GPA-djp-Katzian: Europa braucht öffentliche Investitionen statt Fortsetzung des unreflektierten Sparkurses

GPA-djp-Konzerneforum : Internationale Netzwerke für erfolgreiche Gewerkschaftsarbeit immer wichtiger

Wien (OTS) - "Alle Versuche, die Krise in Europa zu beenden, sind bisher gescheitert, weil sie nur eine Fortsetzung der rigiden Sparpolitik waren. Statt immer mehr desselben wirkungslosen Sparzwangs brauchen wir wirksame Instrumente, die den Staaten gerade in Zeiten des Abschwungs die notwendige Luft zum Investieren geben", erklärt der Vorsitzende der Gewerkschaft der Privatangestellten, Druck, Journalismus, Papier (GPA-djp), Wolfgang Katzian. ++++

Eine Möglichkeit, die wirtschaftspolitische Sackgasse zu beenden, wäre die Einführung einer "Goldenen Regel der Finanzpolitik" im Rahmen der budgetpolitischen EU-Vorgaben, die öffentliche Ausgaben mit investivem Charakter aus der Berechnung des strukturellen Budgetdefizits ausnehmen würde, so Katzian.

Die "Goldene Regel" rechtfertigt eine öffentliche Verschuldung für bestimmte Ausgaben, die dazu führen, dass auch das öffentliche Netto-Vermögen steigt. Dahinter steht die Grundidee, dass öffentliche Kredite Lasten für spätere Generationen erzeugen. Durch die damit finanzierten öffentlichen Investitionen entsteht damit aber auch ein Nutzen für diese.

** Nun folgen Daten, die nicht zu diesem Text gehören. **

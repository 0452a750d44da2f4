use thiserror::Error;

#[derive(Debug, Error, Clone, PartialEq, Eq)]
pub enum CoreError {
    #[error("Unknown log level: {0}")]
    UnknownLevel(String),

    #[error("Invalid color literal: {0}")]
    InvalidColor(String),

    #[error("Field `{identifier}` cannot be serialized: {reason}")]
    Unserializable { identifier: String, reason: String },

    #[error("Serialization error: {0}")]
    Serialization(String),
}

impl From<serde_json::Error> for CoreError {
    fn from(err: serde_json::Error) -> Self {
        CoreError::Serialization(err.to_string())
    }
}
//! Post-emission hooks.
//!
//! Extenders see every line that reached the formatter, repeat summaries
//! included, in registration order. A failing or panicking extender is
//! reported and skipped; its siblings still run and the logging call never
//! notices.

use std::any::Any;
use std::panic::{self, AssertUnwindSafe};
use std::sync::Arc;

use tintlog_core::{Field, FieldValue, Level, LogRecord};
use tintlog_telemetry::{Diagnostics, PipelineMetrics};

/// What an extender receives for one emitted line.
#[derive(Debug, Clone, Copy)]
pub struct LogEvent<'a> {
    /// Name of the emitting logger, `None` for the root logger.
    pub section: Option<&'a str>,
    pub level: Level,
    pub message: &'a str,
    /// Fields as rendered, default fields last.
    pub fields: &'a [Field],
    /// Bare values as rendered, default values last.
    pub values: &'a [FieldValue],
    pub timestamp_ms: u64,
    /// Whether this line is a repeat summary.
    pub summary: bool,
}

impl<'a> LogEvent<'a> {
    pub fn from_record(record: &'a LogRecord, summary: bool) -> Self {
        Self {
            section: record.name.as_ref().map(|name| name.as_str()),
            level: record.level,
            message: &record.message,
            fields: &record.fields,
            values: &record.values,
            timestamp_ms: record.timestamp_ms,
            summary,
        }
    }

    pub fn field(&self, identifier: &str) -> Option<&'a Field> {
        self.fields.iter().find(|f| f.identifier() == identifier)
    }
}

pub type Extender = Arc<dyn Fn(&LogEvent<'_>) -> anyhow::Result<()> + Send + Sync>;

/// Runs every extender against `event`, isolating failures.
pub(crate) fn run_extenders(
    extenders: &[Extender],
    event: &LogEvent<'_>,
    metrics: Option<&PipelineMetrics>,
) {
    for (index, extender) in extenders.iter().enumerate() {
        let failure = match panic::catch_unwind(AssertUnwindSafe(|| extender(event))) {
            Ok(Ok(())) => continue,
            Ok(Err(err)) => format!("{err:#}"),
            Err(payload) => format!("panicked: {}", panic_message(payload.as_ref())),
        };
        Diagnostics::extender_failed(index, &failure);
        if let Some(metrics) = metrics {
            metrics.extender_failures.inc();
        }
    }
}

fn panic_message(payload: &(dyn Any + Send)) -> &str {
    if let Some(message) = payload.downcast_ref::<&'static str>() {
        message
    } else if let Some(message) = payload.downcast_ref::<String>() {
        message
    } else {
        "unknown panic"
    }
}

#[cfg(test)]
mod tests {
    use super::*;
    use parking_lot::Mutex;
    use tintlog_core::{field, LoggerName};

    fn record() -> LogRecord {
        LogRecord {
            level: Level::Warn,
            name: Some(LoggerName::new("db")),
            message: "slow query".to_string(),
            fields: vec![field("ms", 812)],
            values: vec![FieldValue::Json(serde_json::json!("slow"))],
            timestamp_ms: 5,
        }
    }

    #[test]
    fn failures_do_not_stop_siblings() {
        let seen = Arc::new(Mutex::new(Vec::new()));
        let first = seen.clone();
        let last = seen.clone();
        let extenders: Vec<Extender> = vec![
            Arc::new(move |event: &LogEvent<'_>| -> anyhow::Result<()> {
                first.lock().push(format!("first:{}", event.message));
                Ok(())
            }),
            Arc::new(|_: &LogEvent<'_>| -> anyhow::Result<()> {
                anyhow::bail!("sink offline")
            }),
            Arc::new(|_: &LogEvent<'_>| -> anyhow::Result<()> { panic!("extender bug") }),
            Arc::new(move |event: &LogEvent<'_>| -> anyhow::Result<()> {
                last.lock().push(format!("last:{}", event.section.unwrap_or("")));
                Ok(())
            }),
        ];
        let metrics = PipelineMetrics::new().unwrap();
        let record = record();

        run_extenders(
            &extenders,
            &LogEvent::from_record(&record, false),
            Some(&metrics),
        );

        assert_eq!(*seen.lock(), ["first:slow query", "last:db"]);
        assert_eq!(metrics.extender_failures.get(), 2);
    }

    #[test]
    fn events_expose_fields_by_name() {
        let record = record();
        let event = LogEvent::from_record(&record, true);
        assert!(event.summary);
        assert_eq!(
            event.field("ms").map(|f| f.value().to_display_json().to_string()),
            Some("812".to_string())
        );
        assert!(event.field("missing").is_none());
        assert_eq!(event.values.len(), 1);
    }

    #[test]
    fn panic_payloads_are_readable() {
        let owned: Box<dyn Any + Send> = Box::new(String::from("boom"));
        assert_eq!(panic_message(owned.as_ref()), "boom");
        let unknown: Box<dyn Any + Send> = Box::new(7u8);
        assert_eq!(panic_message(unknown.as_ref()), "unknown panic");
    }
}
//! Scheduler driven by a `VirtualClock`.
//!
//! Nothing fires on its own; `advance` moves the clock forward and runs every
//! timer that came due on the way, in deadline order, with the clock set to
//! each timer's deadline while it runs.

use std::collections::BTreeMap;
use std::sync::{Arc, Weak};
use std::time::Duration;

use parking_lot::Mutex;
use tintlog_core::{Clock, VirtualClock};

use super::{FlushScheduler, FlushTask, ScheduledFlush};
use crate::error::ScheduleError;

type TimerKey = (u64, u64);

#[derive(Default)]
struct Timers {
    due: BTreeMap<TimerKey, FlushTask>,
    next_id: u64,
}

#[derive(Clone)]
pub struct ManualScheduler {
    clock: VirtualClock,
    timers: Arc<Mutex<Timers>>,
}

impl ManualScheduler {
    pub fn new(clock: VirtualClock) -> Self {
        Self {
            clock,
            timers: Arc::new(Mutex::new(Timers::default())),
        }
    }

    pub fn clock(&self) -> &VirtualClock {
        &self.clock
    }

    pub fn pending(&self) -> usize {
        self.timers.lock().due.len()
    }

    /// Moves the clock forward by `ms`, firing timers as their deadlines pass.
    pub fn advance(&self, ms: u64) {
        let target = self.clock.now_ms().saturating_add(ms);
        while let Some((due_ms, task)) = self.pop_due(target) {
            if due_ms > self.clock.now_ms() {
                self.clock.set(due_ms);
            }
            task();
        }
        self.clock.set(target);
    }

    /// Fires timers already due without moving the clock.
    pub fn run_due(&self) {
        self.advance(0);
    }

    fn pop_due(&self, target: u64) -> Option<(u64, FlushTask)> {
        let mut timers = self.timers.lock();
        let key = timers.due.keys().next().copied()?;
        if key.0 > target {
            return None;
        }
        timers.due.remove(&key).map(|task| (key.0, task))
    }

    fn cancel(timers: &Weak<Mutex<Timers>>, key: TimerKey) {
        if let Some(timers) = timers.upgrade() {
            timers.lock().due.remove(&key);
        }
    }
}

impl FlushScheduler for ManualScheduler {
    fn schedule(&self, delay: Duration, task: FlushTask) -> Result<ScheduledFlush, ScheduleError> {
        let delay_ms = u64::try_from(delay.as_millis()).unwrap_or(u64::MAX);
        let mut timers = self.timers.lock();
        let key = (self.clock.now_ms().saturating_add(delay_ms), timers.next_id);
        timers.next_id += 1;
        timers.due.insert(key, task);

        let weak = Arc::downgrade(&self.timers);
        Ok(ScheduledFlush::new(move || Self::cancel(&weak, key)))
    }
}
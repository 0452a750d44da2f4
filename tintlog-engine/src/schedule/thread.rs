//! Background-thread scheduler.
//!
//! One worker per scheduler, spawned on first use. Timers sit in a
//! deadline-ordered map; the worker sleeps on a condvar until the earliest
//! deadline or until a new timer arrives. Tasks run with the queue unlocked.

use std::collections::BTreeMap;
use std::panic::{self, AssertUnwindSafe};
use std::sync::{Arc, Weak};
use std::thread;
use std::time::{Duration, Instant};

use parking_lot::{Condvar, Mutex};

use super::{FlushScheduler, FlushTask, ScheduledFlush};
use crate::error::ScheduleError;

type TimerKey = (Instant, u64);

#[derive(Default)]
struct Queue {
    timers: BTreeMap<TimerKey, FlushTask>,
    next_id: u64,
    worker_started: bool,
    shutdown: bool,
}

#[derive(Default)]
struct Shared {
    queue: Mutex<Queue>,
    wake: Condvar,
}

#[derive(Default)]
pub struct ThreadScheduler {
    shared: Arc<Shared>,
}

impl ThreadScheduler {
    pub fn new() -> Self {
        Self::default()
    }

    /// Timers waiting to fire.
    pub fn pending(&self) -> usize {
        self.shared.queue.lock().timers.len()
    }

    fn run_worker(shared: Arc<Shared>) {
        let mut queue = shared.queue.lock();
        loop {
            if queue.shutdown {
                return;
            }
            let Some(key) = queue.timers.keys().next().copied() else {
                shared.wake.wait(&mut queue);
                continue;
            };
            if key.0 > Instant::now() {
                let _ = shared.wake.wait_until(&mut queue, key.0);
                continue;
            }
            let Some(task) = queue.timers.remove(&key) else {
                continue;
            };
            drop(queue);
            // A panicking flush must not take the worker down with it.
            let _ = panic::catch_unwind(AssertUnwindSafe(task));
            queue = shared.queue.lock();
        }
    }

    fn cancel(shared: &Weak<Shared>, key: TimerKey) {
        if let Some(shared) = shared.upgrade() {
            shared.queue.lock().timers.remove(&key);
        }
    }
}

impl FlushScheduler for ThreadScheduler {
    fn schedule(&self, delay: Duration, task: FlushTask) -> Result<ScheduledFlush, ScheduleError> {
        let mut queue = self.shared.queue.lock();
        if queue.shutdown {
            return Err(ScheduleError::Shutdown);
        }
        if !queue.worker_started {
            let shared = self.shared.clone();
            thread::Builder::new()
                .name("tintlog-flush".to_string())
                .spawn(move || Self::run_worker(shared))?;
            queue.worker_started = true;
        }

        let key = (Instant::now() + delay, queue.next_id);
        queue.next_id += 1;
        queue.timers.insert(key, task);
        drop(queue);
        self.shared.wake.notify_one();

        let shared = Arc::downgrade(&self.shared);
        Ok(ScheduledFlush::new(move || Self::cancel(&shared, key)))
    }
}

impl Drop for ThreadScheduler {
    /// Pending timers are discarded. A logger flushes its own pending
    /// summary when its last handle goes away, before the scheduler does.
    fn drop(&mut self) {
        let mut queue = self.shared.queue.lock();
        queue.shutdown = true;
        queue.timers.clear();
        drop(queue);
        self.shared.wake.notify_all();
    }
}
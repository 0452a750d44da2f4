//! Renderer selection.

use serde::{Deserialize, Serialize};

/// Which formatter variant a logger renders with.
#[derive(Debug, Clone, Copy, PartialEq, Eq, Default, Serialize, Deserialize)]
#[serde(rename_all = "lowercase")]
pub enum RendererKind {
    /// Terminal when a process standard output exists, browser otherwise.
    #[default]
    Auto,
    /// ANSI colors, fields inline as one JSON object.
    Terminal,
    /// CSS directives, fields in a collapsed group.
    Browser,
}

impl RendererKind {
    /// Resolves `Auto` for the current target. The only environment branch.
    pub fn resolve(self) -> RendererKind {
        match self {
            RendererKind::Auto if cfg!(target_arch = "wasm32") => RendererKind::Browser,
            RendererKind::Auto => RendererKind::Terminal,
            other => other,
        }
    }
}

#[cfg(test)]
mod tests {
    use super::*;

    #[test]
    fn explicit_kinds_resolve_to_themselves() {
        assert_eq!(RendererKind::Browser.resolve(), RendererKind::Browser);
        assert_eq!(RendererKind::Terminal.resolve(), RendererKind::Terminal);
    }

    #[cfg(not(target_arch = "wasm32"))]
    #[test]
    fn auto_is_terminal_with_a_process() {
        assert_eq!(RendererKind::Auto.resolve(), RendererKind::Terminal);
    }
}
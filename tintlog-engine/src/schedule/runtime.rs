//! Scheduler backed by a tokio runtime. Each timer is a sleeping task;
//! cancelling aborts it.

use std::time::Duration;

use tokio::runtime::Handle;

use super::{FlushScheduler, FlushTask, ScheduledFlush};
use crate::error::ScheduleError;

#[derive(Debug, Clone)]
pub struct TokioScheduler {
    handle: Handle,
}

impl TokioScheduler {
    pub fn new(handle: Handle) -> Self {
        Self { handle }
    }

    /// Uses the runtime the caller is running on.
    pub fn current() -> Result<Self, ScheduleError> {
        Handle::try_current()
            .map(Self::new)
            .map_err(|err| ScheduleError::NoRuntime(err.to_string()))
    }
}

impl FlushScheduler for TokioScheduler {
    fn schedule(&self, delay: Duration, task: FlushTask) -> Result<ScheduledFlush, ScheduleError> {
        let timer = self.handle.spawn(async move {
            tokio::time::sleep(delay).await;
            task();
        });
        Ok(ScheduledFlush::new(move || timer.abort()))
    }
}

#[cfg(test)]
mod tests {
    use super::*;
    use std::sync::atomic::{AtomicUsize, Ordering};
    use std::sync::Arc;

    #[tokio::test(start_paused = true)]
    async fn fires_once_the_delay_passes() {
        let scheduler = TokioScheduler::current().unwrap();
        let fired = Arc::new(AtomicUsize::new(0));
        let counter = fired.clone();
        scheduler
            .schedule(
                Duration::from_millis(1_000),
                Box::new(move || {
                    counter.fetch_add(1, Ordering::SeqCst);
                }),
            )
            .unwrap();

        tokio::time::sleep(Duration::from_millis(999)).await;
        assert_eq!(fired.load(Ordering::SeqCst), 0);
        tokio::time::sleep(Duration::from_millis(2)).await;
        tokio::task::yield_now().await;
        assert_eq!(fired.load(Ordering::SeqCst), 1);
    }

    #[tokio::test(start_paused = true)]
    async fn aborted_timers_stay_quiet() {
        let scheduler = TokioScheduler::current().unwrap();
        let fired = Arc::new(AtomicUsize::new(0));
        let counter = fired.clone();
        let mut flush = scheduler
            .schedule(
                Duration::from_millis(10),
                Box::new(move || {
                    counter.fetch_add(1, Ordering::SeqCst);
                }),
            )
            .unwrap();
        flush.cancel();
        tokio::time::sleep(Duration::from_millis(50)).await;
        assert_eq!(fired.load(Ordering::SeqCst), 0);
    }

    #[test]
    fn no_runtime_is_an_error() {
        assert!(matches!(
            TokioScheduler::current(),
            Err(ScheduleError::NoRuntime(_))
        ));
    }
}
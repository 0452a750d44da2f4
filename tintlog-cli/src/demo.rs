//! Playground scenarios.

use std::time::Duration;

use clap::ValueEnum;
use serde::Serialize;
use tintlog_core::{arg, field, lazy, start_timer, Field};
use tintlog_engine::Logger;

#[derive(ValueEnum, Debug, Clone, Copy, PartialEq, Eq)]
pub enum Scenario {
    /// Plain messages at every level
    Basic,
    /// Structured fields, including nested values
    Fields,
    /// Named sub-loggers with default fields
    Named,
    /// Timer fields under and over budget
    Timers,
    /// Lazily built messages
    Lazy,
    /// A tight loop of identical messages
    Throttle,
    All,
}

#[derive(Serialize)]
struct Account<'a> {
    id: u32,
    name: &'a str,
    status: &'a str,
}

pub async fn run(logger: &Logger, scenario: Scenario) {
    match scenario {
        Scenario::Basic => basic(logger),
        Scenario::Fields => fields(logger),
        Scenario::Named => named(logger),
        Scenario::Timers => timers(logger).await,
        Scenario::Lazy => lazy_messages(logger),
        Scenario::Throttle => throttle(logger).await,
        Scenario::All => {
            basic(logger);
            fields(logger);
            named(logger);
            timers(logger).await;
            lazy_messages(logger);
            throttle(logger).await;
        }
    }
}

fn basic(logger: &Logger) {
    logger.info("Hello from the playground! This is a standard info message.");
    logger.warn("This is a warning message.");
    logger.error("This is an error message.");
    logger.debug("This is a debug message (hidden unless the level is debug or lower).");
    logger.trace("This is a trace message (hidden unless the level is trace).");
}

fn fields(logger: &Logger) {
    logger.info_with(
        "User logged in successfully",
        [field("userId", 12345), field("tenant", "acme-corp")],
    );
    logger.info_with(
        "Logging a single object:",
        [arg(Account {
            id: 1,
            name: "Kirk Lin",
            status: "active",
        })],
    );
    logger.info_with(
        "Logging an object as a field",
        [field(
            "account",
            Account {
                id: 2,
                name: "Ada Park",
                status: "invited",
            },
        )],
    );
    logger.info_with(
        "Logging a list",
        [field("permissions", ["read", "write"])],
    );

    let deprecated = true;
    logger.warn_with(
        "Request to endpoint",
        [
            Some(field("endpoint", "/api/v1/legacy")),
            deprecated.then(|| field("deprecated", true)),
            None,
        ],
    );

    let failure = std::io::Error::other("Something went wrong!");
    logger.error_with("An error occurred", [field("error", failure.to_string())]);
}

fn named(logger: &Logger) {
    let db = logger.named("database", [field("pool", "primary")]);
    let api = logger.named("api", None::<Field>);
    db.info("Connecting to the database...");
    api.info("Incoming request to /users");
}

async fn timers(logger: &Logger) {
    let db = logger.named("database", None::<Field>);
    let api = logger.named("api", None::<Field>);

    let connect = start_timer(200);
    let request = start_timer(100);

    tokio::time::sleep(Duration::from_millis(150)).await;
    db.info_with("Database connected successfully", [field("time", connect)]);

    tokio::time::sleep(Duration::from_millis(50)).await;
    api.error_with("Request timed out", [field("time", request)]);
}

fn lazy_messages(logger: &Logger) {
    logger.debug(lazy(|| {
        let total: u64 = (0..1_000_000u64).sum();
        (
            "This is a debug message with complex data".to_string(),
            vec![Some(field("data", total))],
        )
    }));
}

async fn throttle(logger: &Logger) {
    logger.info("--- Testing throttling (only a few messages should appear below) ---");
    for _ in 0..100 {
        logger.info("This is a spam message");
    }
    tokio::time::sleep(logger.throttle_config().window() + Duration::from_millis(50)).await;
}
//! Fields: named annotations attached to a log message.
//!
//! A field value is either a `Timer` (rendered as colored elapsed time) or any
//! serde-serializable value captured as JSON at construction. Values whose
//! serialization fails are kept as `Opaque` text so a log call never fails
//! because of a field.

use serde::ser::{Error as _, SerializeStruct};
use serde::{Serialize, Serializer};
use serde_json::Value;

use crate::color::Rgb;
use crate::time::{Clock, SystemClock};

#[derive(Debug, Clone, PartialEq)]
pub enum FieldValue {
    Timer(Timer),
    Json(Value),
    /// Error text of a value that could not be serialized.
    Opaque(String),
}

impl FieldValue {
    pub fn as_timer(&self) -> Option<&Timer> {
        match self {
            FieldValue::Timer(timer) => Some(timer),
            _ => None,
        }
    }

    /// JSON used when rendering. Opaque values render as their text.
    pub fn to_display_json(&self) -> Value {
        match self {
            FieldValue::Timer(timer) => serde_json::json!({
                "expected_ms": timer.expected_ms,
                "started_at_ms": timer.started_at_ms,
            }),
            FieldValue::Json(value) => value.clone(),
            FieldValue::Opaque(text) => Value::String(text.clone()),
        }
    }

    /// Console-style type label shown next to grouped fields.
    pub fn type_name(&self) -> Option<&'static str> {
        match self {
            FieldValue::Timer(_) => Some("Timer"),
            FieldValue::Json(Value::Null) | FieldValue::Opaque(_) => None,
            FieldValue::Json(Value::Bool(_)) => Some("Boolean"),
            FieldValue::Json(Value::Number(_)) => Some("Number"),
            FieldValue::Json(Value::String(_)) => Some("String"),
            FieldValue::Json(Value::Array(_)) => Some("Array"),
            FieldValue::Json(Value::Object(_)) => Some("Object"),
        }
    }
}

impl Serialize for FieldValue {
    fn serialize<S: Serializer>(&self, serializer: S) -> Result<S::Ok, S::Error> {
        match self {
            FieldValue::Timer(timer) => {
                let mut state = serializer.serialize_struct("Timer", 2)?;
                state.serialize_field("expected_ms", &timer.expected_ms)?;
                state.serialize_field("started_at_ms", &timer.started_at_ms)?;
                state.end()
            }
            FieldValue::Json(value) => value.serialize(serializer),
            FieldValue::Opaque(reason) => Err(S::Error::custom(reason)),
        }
    }
}

/// Conversion into a field value.
///
/// Every `Serialize` type is captured as JSON; `Timer` keeps its own variant.
pub trait IntoFieldValue {
    fn into_field_value(self) -> FieldValue;
}

impl<T: Serialize> IntoFieldValue for T {
    fn into_field_value(self) -> FieldValue {
        match serde_json::to_value(&self) {
            Ok(value) => FieldValue::Json(value),
            Err(err) => FieldValue::Opaque(err.to_string()),
        }
    }
}

impl IntoFieldValue for Timer {
    fn into_field_value(self) -> FieldValue {
        FieldValue::Timer(self)
    }
}

#[derive(Debug, Clone, PartialEq, Serialize)]
pub struct Field {
    identifier: String,
    value: FieldValue,
}

impl Field {
    pub fn new(identifier: impl Into<String>, value: FieldValue) -> Self {
        Self {
            identifier: identifier.into(),
            value,
        }
    }

    pub fn timer(identifier: impl Into<String>, timer: Timer) -> Self {
        Self::new(identifier, FieldValue::Timer(timer))
    }

    pub fn identifier(&self) -> &str {
        &self.identifier
    }

    pub fn value(&self) -> &FieldValue {
        &self.value
    }

    pub fn is_timer(&self) -> bool {
        self.value.as_timer().is_some()
    }

    /// `{"identifier": .., "value": ..}` with opaque values as text.
    pub fn to_display_json(&self) -> Value {
        serde_json::json!({
            "identifier": self.identifier,
            "value": self.value.to_display_json(),
        })
    }
}

/// A field to show with the message.
pub fn field(identifier: impl Into<String>, value: impl IntoFieldValue) -> Field {
    Field::new(identifier, value.into_field_value())
}

pub fn timer_field(identifier: impl Into<String>, timer: Timer) -> Field {
    Field::timer(identifier, timer)
}

/// Expected duration plus the moment the measured operation started.
#[derive(Debug, Clone, Copy, PartialEq, Eq)]
pub struct Timer {
    expected_ms: u64,
    started_at_ms: u64,
}

impl Timer {
    pub fn started_at(expected_ms: u64, started_at_ms: u64) -> Self {
        Self {
            expected_ms,
            started_at_ms,
        }
    }

    pub fn start(expected_ms: u64, clock: &dyn Clock) -> Self {
        Self::started_at(expected_ms, clock.now_ms())
    }

    pub fn expected_ms(&self) -> u64 {
        self.expected_ms
    }

    pub fn started_at_ms(&self) -> u64 {
        self.started_at_ms
    }

    pub fn elapsed_ms(&self, now_ms: u64) -> u64 {
        now_ms.saturating_sub(self.started_at_ms)
    }

    pub fn color(&self, now_ms: u64) -> Rgb {
        timer_color(self.elapsed_ms(now_ms), self.expected_ms)
    }
}

/// Log how long something took. Call this before doing the thing, then pass
/// it into a field once it finished.
pub fn start_timer(expected_ms: u64) -> Timer {
    Timer::start(expected_ms, &SystemClock)
}

/// Green under budget, red over budget, equal parts at exactly the budget.
///
/// A zero budget counts as infinitely over budget.
pub fn timer_color(elapsed_ms: u64, expected_ms: u64) -> Rgb {
    let ratio = if expected_ms == 0 {
        f64::INFINITY
    } else {
        elapsed_ms as f64 / expected_ms as f64
    };
    let red = 125.0 * ratio;
    let green = 125.0 * (2.0 - ratio);
    Rgb::from_channels(red, green, 0.0)
}

#[cfg(test)]
mod tests {
    use super::*;
    use crate::time::VirtualClock;
    use std::collections::HashMap;

    #[test]
    fn serializable_values_become_json() {
        let f = field("userId", 12345);
        assert_eq!(f.identifier(), "userId");
        assert_eq!(f.value(), &FieldValue::Json(serde_json::json!(12345)));
        assert_eq!(f.value().type_name(), Some("Number"));
    }

    #[test]
    fn timers_keep_their_variant() {
        let f = field("time", Timer::started_at(100, 5));
        assert!(f.is_timer());
        assert_eq!(f.value().type_name(), Some("Timer"));
    }

    #[test]
    fn unserializable_values_become_opaque() {
        let mut map = HashMap::new();
        map.insert((1, 2), "tuple keys are not valid JSON object keys");
        let f = field("map", map);
        assert!(matches!(f.value(), FieldValue::Opaque(_)));
        assert!(serde_json::to_string(&f).is_err());
        assert!(f.to_display_json()["value"].is_string());
    }

    #[test]
    fn timer_elapsed_saturates() {
        let timer = Timer::started_at(100, 1_000);
        assert_eq!(timer.elapsed_ms(1_050), 50);
        assert_eq!(timer.elapsed_ms(900), 0);
    }

    #[test]
    fn timer_reads_the_given_clock() {
        let clock = VirtualClock::new(7_000);
        let timer = Timer::start(200, &clock);
        clock.advance(150);
        assert_eq!(timer.elapsed_ms(clock.now_ms()), 150);
    }

    #[test]
    fn timer_color_leans_by_budget() {
        let under = timer_color(50, 100);
        assert!(under.green() > under.red());
        assert_eq!(under, Rgb(63, 188, 0));

        let over = timer_color(200, 100);
        assert!(over.red() > over.green());

        let exact = timer_color(100, 100);
        assert_eq!(exact.red(), exact.green());
        assert_eq!(exact.to_string(), "#7d7d00");
    }

    #[test]
    fn zero_budget_is_over_budget() {
        assert_eq!(timer_color(0, 0), Rgb(255, 0, 0));
    }
}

"Für uns ist klar, dass die Krise nur durch Wachstum und öffentliche Investitionen überwunden werden kann. Die Gemeinden, die Städte, die Mitgliedsstaaten brauchen Luft zum Atmen und müssen wieder die Möglichkeit bekommen zu investieren. Wir können nur aus dieser Krise hinauswachsen, nicht aus ihr herausschrumpfen. Wachstum darf jedoch kein Selbstzweck bleiben, sondern muss gute Arbeit mit guter Bezahlung schaffen. Europa ist noch immer der reichste Kontinent dieser Erde. Wir müssen diesen Reichtum umverteilen und gesellschaftlich nutzbar machen. Gerechte Verteilung und Vollbeschäftigung muss ins Zentrum der europäischen Politik rücken", so Katzian.

Das 16. GPA-djp-Konzerneforum, das heute in der OMV-Raffinerie Schwechat stattfindet, steht unter dem Motto "Europa braucht mehr Gewerkschaft - Gewerkschaft braucht mehr Europa" und stellt die Vernetzung der GPA-djp innerhalb der europäischen und internationalen Gewerkschaftsbewegung in den Mittelpunkt. "Gut vernetzte und kooperierende europäische Gewerkschaften werden ein wesentlicher Faktor sein, einen solidarischen Ausweg aus der wirtschaftlichen und sozialen Krise in Europa zu finden", so der GPA-djp Vorsitzende.

Zum neuen Konzernkoordinator der GPA-djp wurde Bernhard Kainz, Betriebsratsvorsitzender der Erste Bank gewählt, zu seinen StellverterInnen Maria Gluchman, stv. BR-Vorsitzende BILLA und Johann Hubmann, Zentralbetriebsrat Energie Steiermark.